Graça Morais disse-o após receber a distinção da Universidade de Trás-os-Montes e Alto Douro. Com estas palavras, tão sentidas, a pintora não apenas exprimiu o seu agradecimento pelo ato de justiça que tinha recebido, mas também deixou claro que a criação pela arte, seja em que domínio for, constitui o maior preito de homenagem à terra onde nascemos, às suas raízes e às suas gentes. O patriotismo é exatamente a capacidade de amar, dando valor às bases e fundamentos donde provimos. E que melhor prova disso senão a obra da artista ao longo de uma vida de entrega à pedagogia e à criação. Quando se ensina aprende-se e quando se cria é-se criado. Com extraordinária coerência, Graça Morais traz-nos na sua obra uma permanente entrega aos outros, às suas tradições e à natureza. E é o reino maravilhoso de Torga a grande matéria-prima. "Um quadro é sempre um lugar da minha maior intimidade. Estou lá toda" - disse a pintora.
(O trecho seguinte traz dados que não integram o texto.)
impl BleXport {
    /// Creates a transport that spawns the configured bridge on
    /// [`start`](Self::start).
    #[must_use]
    pub fn new(config: Config) -> Self {
        Self {
            config,
            dispatcher: Arc::new(BleDispatcher::new()),
            link: Arc::new(Mutex::new(None)),
            state: Mutex::new(XportState::NotStarted),
            master: SingleResource::new(),
        }
    }

    /// Creates a transport over an existing link.
    ///
    /// Inbound records must be fed into `dispatcher` by the caller, for
    /// example with [`pump`].
    #[must_use]
    pub fn with_link(
        config: Config,
        dispatcher: Arc<BleDispatcher>,
        link: Arc<dyn Transmit>,
    ) -> Self {
        Self {
            config,
            dispatcher,
            link: Arc::new(Mutex::new(Some(link))),
            state: Mutex::new(XportState::NotStarted),
            master: SingleResource::new(),
        }
    }

    /// Dispatcher receiving the bridge's records.
    ///
    /// Standing subscriptions such as disconnect or notification listeners
    /// are registered here.
    #[must_use]
    pub fn dispatcher(&self) -> &Arc<BleDispatcher> {
        &self.dispatcher
    }

    /// Resolved configuration.
    #[must_use]
    pub fn config(&self) -> &Config {
        &self.config
    }

    fn lock_state(&self) -> MutexGuard<'_, XportState> {
        self.state.lock().unwrap_or_else(|poison| poison.into_inner())
    }

    fn lock_link(&self) -> MutexGuard<'_, Option<Arc<dyn Transmit>>> {
        self.link.lock().unwrap_or_else(|poison| poison.into_inner())
    }

    fn link(&self) -> Result<Arc<dyn Transmit>, BleError> {
        self.lock_link()
            .clone()
            .ok_or_else(|| TransportError::NotRunning.into())
    }

    /// Spawns the bridge, starts pumping its output, and waits for the host
    /// stack to report it is synchronised.
    ///
    /// Calling `start` on a running transport does nothing. A bridge whose
    /// output stream has closed is reaped and replaced.
    ///
    /// # Errors
    ///
    /// Returns spawn failures and any failure of the initial sync. A failed
    /// sync stops the transport again.
    pub fn start(&self) -> Result<(), BleError> {
        {
            let mut state = self.lock_state();
            if state.is_running() {
                debug!(target: XPORT_TARGET, "transport already running");
                return Ok(());
            }
            if state.reap_exited() {
                info!(target: XPORT_TARGET, "previous bridge exited, restarting");
            }

            let bridge = process::spawn_bridge(&self.config)?;
            let writer: Arc<dyn Transmit> = Arc::new(FrameWriter::new(bridge.stdin));
            *self.lock_link() = Some(Arc::clone(&writer));
            let spawned = spawn_reader(
                bridge.stdout,
                Arc::clone(&self.dispatcher),
                Arc::clone(&self.link),
                Arc::downgrade(&writer),
            );
            let reader = match spawned {
                Ok(reader) => reader,
                Err(error) => {
                    self.lock_link().take();
                    let mut child = bridge.child;
                    let _ = child.kill();
                    let _ = child.wait();
                    return Err(TransportError::Io(error).into());
                }
            };

            *state = XportState::Running {
                child: bridge.child,
                reader,
            };
        }

        if let Err(error) = self.sync() {
            warn!(target: XPORT_TARGET, error = %error, "initial sync failed");
            self.stop();
            return Err(error);
        }

        info!(target: XPORT_TARGET, "bridge started and synced");
        Ok(())
    }

    /// Waits until the bridge's host stack is synchronised with its
    /// controller.
    ///
    /// # Errors
    ///
    /// Returns transport, link and timeout failures.
    pub fn sync(&self) -> Result<(), BleError> {
        let sync_evt = self.dispatcher.guard(MsgBase::for_class(
            Some(MsgOp::Event),
            Some(MsgType::SyncEvt),
            None,
        ))?;

        let synced = self.exec(|link, listener, seq, timeout| {
            protocol::sync(link, listener, &SyncReq { seq }, timeout)
        })?;
        if synced {
            return Ok(());
        }

        info!(target: XPORT_TARGET, "waiting for host to sync");
        protocol::await_sync(sync_evt.listener(), self.config.response_timeout())
    }

    /// Closes the link and fails every blocked operation and gate waiter.
    ///
    /// The bridge gets a short grace period to exit before it is killed.
    pub fn stop(&self) {
        let closed = BleError::link("transport closed");

        self.lock_link().take();
        self.dispatcher.error_all(&closed);
        self.master.abort(&closed);

        let previous = std::mem::replace(&mut *self.lock_state(), XportState::Stopped);
        if let XportState::Running { mut child, reader } = previous {
            process::terminate_child(&mut child);
            if reader.join().is_err() {
                warn!(target: XPORT_TARGET, "reader thread panicked");
            }
        }

        info!(target: XPORT_TARGET, "transport stopped");
    }

    /// Runs `operation` with a fresh sequence number and a listener
    /// registered for it.
    fn exec<T>(
        &self,
        operation: impl FnOnce(
            &dyn Transmit,
            &Arc<BleListener>,
            Seq,
            Duration,
        ) -> Result<T, BleError>,
    ) -> Result<T, BleError> {
        let link = self.link()?;
        let seq = next_seq();
        let guard = self.dispatcher.guard(MsgBase::for_seq(seq))?;
        operation(&*link, guard.listener(), seq, self.config.response_timeout())
    }

    /// Connects to a peer and returns the connection handle.
    ///
    /// The wait for the connection event allows for the controller's own
    /// connection duration on top of the response timeout.
    ///
    /// # Errors
    ///
    /// Returns transport, status, link and timeout failures.
    pub fn connect(&self, params: &ConnectParams) -> Result<u16, BleError> {
        let link = self.link()?;
        let seq = next_seq();
        let guard = self.dispatcher.guard(MsgBase::for_seq(seq))?;
        let timeout =
            self.config.response_timeout() + Duration::from_millis(params.duration_ms.into());

        let (sender, outcome) = mpsc::channel();
        let listener = Arc::clone(guard.listener());
        let watcher = thread::Builder::new()
            .name("nmble-connect".to_string())
            .spawn(move || {
                let _ = sender.send(protocol::await_connection(&listener, timeout));
            })
            .map_err(TransportError::Io)?;

        let request = ConnectReq {
            seq,
            own_addr_type: params.own_addr_type,
            peer_addr_type: params.peer_addr_type,
            peer_addr: params.peer_addr,
            duration_ms: params.duration_ms,
        };
        let result = protocol::connect(&*link, &request, &outcome);

        guard.listener().abort();
        drop(guard);
        if watcher.join().is_err() {
            warn!(target: XPORT_TARGET, "connect watcher panicked");
        }

        if let Ok(conn_handle) = &result {
            info!(target: XPORT_TARGET, conn_handle, peer = %params.peer_addr, "connected");
        }
        result
    }

    /// Terminates a connection.
    ///
    /// # Errors
    ///
    /// Returns transport, status, link and timeout failures.
    pub fn terminate(&self, conn_handle: u16, hci_reason: u8) -> Result<(), BleError> {
        self.exec(|link, listener, seq, timeout| {
            let request = TerminateReq {
                seq,
                conn_handle,
                hci_reason,
            };
            protocol::terminate(link, listener, &request, timeout)
        })
    }

    /// Cancels a pending connection attempt.
    ///
    /// # Errors
    ///
    /// Returns transport, status, link and timeout failures.
    pub fn conn_cancel(&self) -> Result<(), BleError> {
        self.exec(|link, listener, seq, timeout| {
            protocol::conn_cancel(link, listener, &ConnCancelReq { seq }, timeout)
        })
    }

    /// Discovers the service with the given UUID.
    ///
    /// # Errors
    ///
    /// Returns [`BleError::ServiceUnsupported`] when the peer lacks the
    /// service, plus transport, status, link and timeout failures.
    pub fn disc_svc_uuid(&self, conn_handle: u16, uuid: BleUuid) -> Result<BleSvc, BleError> {
        self.exec(|link, listener, seq, timeout| {
            let request = DiscSvcUuidReq {
                seq,
                conn_handle,
                uuid,
            };
            protocol::disc_svc_uuid(link, listener, &request, timeout)
        })
    }

    /// Discovers every characteristic between two handles.
    ///
    /// # Errors
    ///
    /// Returns transport, status, link and timeout failures.
    pub fn disc_all_chrs(
        &self,
        conn_handle: u16,
        start_handle: u16,
        end_handle: u16,
    ) -> Result<Vec<BleChr>, BleError> {
        self.exec(|link, listener, seq, timeout| {
            let request = DiscAllChrsReq {
                seq,
                conn_handle,
                start_handle,
                end_handle,
            };
            protocol::disc_all_chrs(link, listener, &request, timeout)
        })
    }

    /// Writes an attribute without response.
    ///
    /// # Errors
    ///
    /// Returns transport, status, link and timeout failures.
    pub fn write_cmd(
        &self,
        conn_handle: u16,
        attr_handle: u16,
        data: Vec<u8>,
    ) -> Result<(), BleError> {
        self.exec(|link, listener, seq, timeout| {
            let request = WriteCmdReq {
                seq,
                conn_handle,
                attr_handle,
                data,
            };
            protocol::write_cmd(link, listener, &request, timeout)
        })
    }

    /// Negotiates the ATT MTU of a connection.
    ///
    /// # Errors
    ///
    /// Returns transport, status, link and timeout failures.
    pub fn exchange_mtu(&self, conn_handle: u16) -> Result<u16, BleError> {
        self.exec(|link, listener, seq, timeout| {
            protocol::exchange_mtu(link, listener, &ExchangeMtuReq { seq, conn_handle }, timeout)
        })
    }

    /// Scans until `abort` fires, reporting every advertisement.
    ///
    /// # Errors
    ///
    /// Returns transport, status, link and timeout failures.
    pub fn scan<F>(
        &self,
        params: ScanParams,
        abort: &AbortSignal,
        on_report: F,
    ) -> Result<(), BleError>
    where
        F: FnMut(&ScanEvt),
    {
        self.exec(|link, listener, seq, timeout| {
            let request = ScanReq {
                seq,
                own_addr_type: params.own_addr_type,
                duration_ms: params.duration_ms,
                itvl: params.itvl,
                window: params.window,
                filter_policy: params.filter_policy,
                limited: params.limited,
                passive: params.passive,
                filter_duplicates: params.filter_duplicates,
            };
            protocol::scan(link, listener, &request, abort, timeout, on_report)
        })
    }

    /// Stops an active scan.
    ///
    /// # Errors
    ///
    /// Returns transport, status, link and timeout failures.
    pub fn scan_cancel(&self) -> Result<(), BleError> {
        self.exec(|link, listener, seq, timeout| {
            protocol::scan_cancel(link, listener, &ScanCancelReq { seq }, timeout)
        })
    }

    /// Requests the master role on behalf of `token`.
    ///
    /// Only one caller may drive connection establishment at a time.
    pub fn acquire_master(&self, token: u64) -> Arc<SrWait> {
        self.master.acquire(token)
    }

    /// Releases the master role; returns `true` when a waiter took it over.
    ///
    /// # Panics
    ///
    /// Panics when the master role is not held.
    pub fn release_master(&self) -> bool {
        self.master.release()
    }

    /// Withdraws `token` from the master queue, failing its wait with `error`.
    pub fn stop_waiting_master(&self, token: u64, error: BleError) -> bool {
        self.master.stop_waiting(&token, error)
    }
}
E, como afirmou José-Augusto França, perante os valores inéditos da religião e do mito, a pintura da artista é forte e seca. Há uma especial originalidade, que resulta do confronto com a aspereza do meio, ora dura ora serena, ora lírica, ora dramática, terra e luz. É a mulher que se exprime, solidária com as outras mulheres, corajosamente empenhada num apelo constante à dignidade, ciente de todas as violências e injustiças, que denuncia e combate.

Como afirmou Manuel Hermínio Monteiro sobre "As Escolhidas": "são mulheres a quem a dureza do meio, a procriação, a manutenção do lume, a guarda da memória e as claraboias dos quartos obscuros, outorgaram uma vida legível nos traços dos seus rostos. Habitualmente falam pouco. Observam com perspicácia cada interlocutor. Raramente se queixam. Conhecem de cor os feitios da terra desde a geada dos lameiros à secura das searas. (...) Sabem o mistério das sementes que debulham, escolhem e semeiam com idêntica esperança". Seria difícil definir tão bem um tema tão querido e sentido por Graça. A proximidade humana leva-a a identificar-se com as mulheres que conheceu e conhece, a começar na memória de sua mãe. E a verdade é que se trata de uma presença inconfundível, a marca que a pintora imprime nas suas obras leva-nos a identificar temas e pessoas, memória e lugares. E, como Sílvia Chicó bem viu, as deusas das montanhas e as "metamorfoses" são chave de um enigma. "Embora o mecanismo das suas metamorfoses seja surpreendente, até para a autora, as personagens que realmente estão representadas, a sua identidade, é algo que contém alusões a factos e evocações, que só ao mundo secreto da artista pertencem".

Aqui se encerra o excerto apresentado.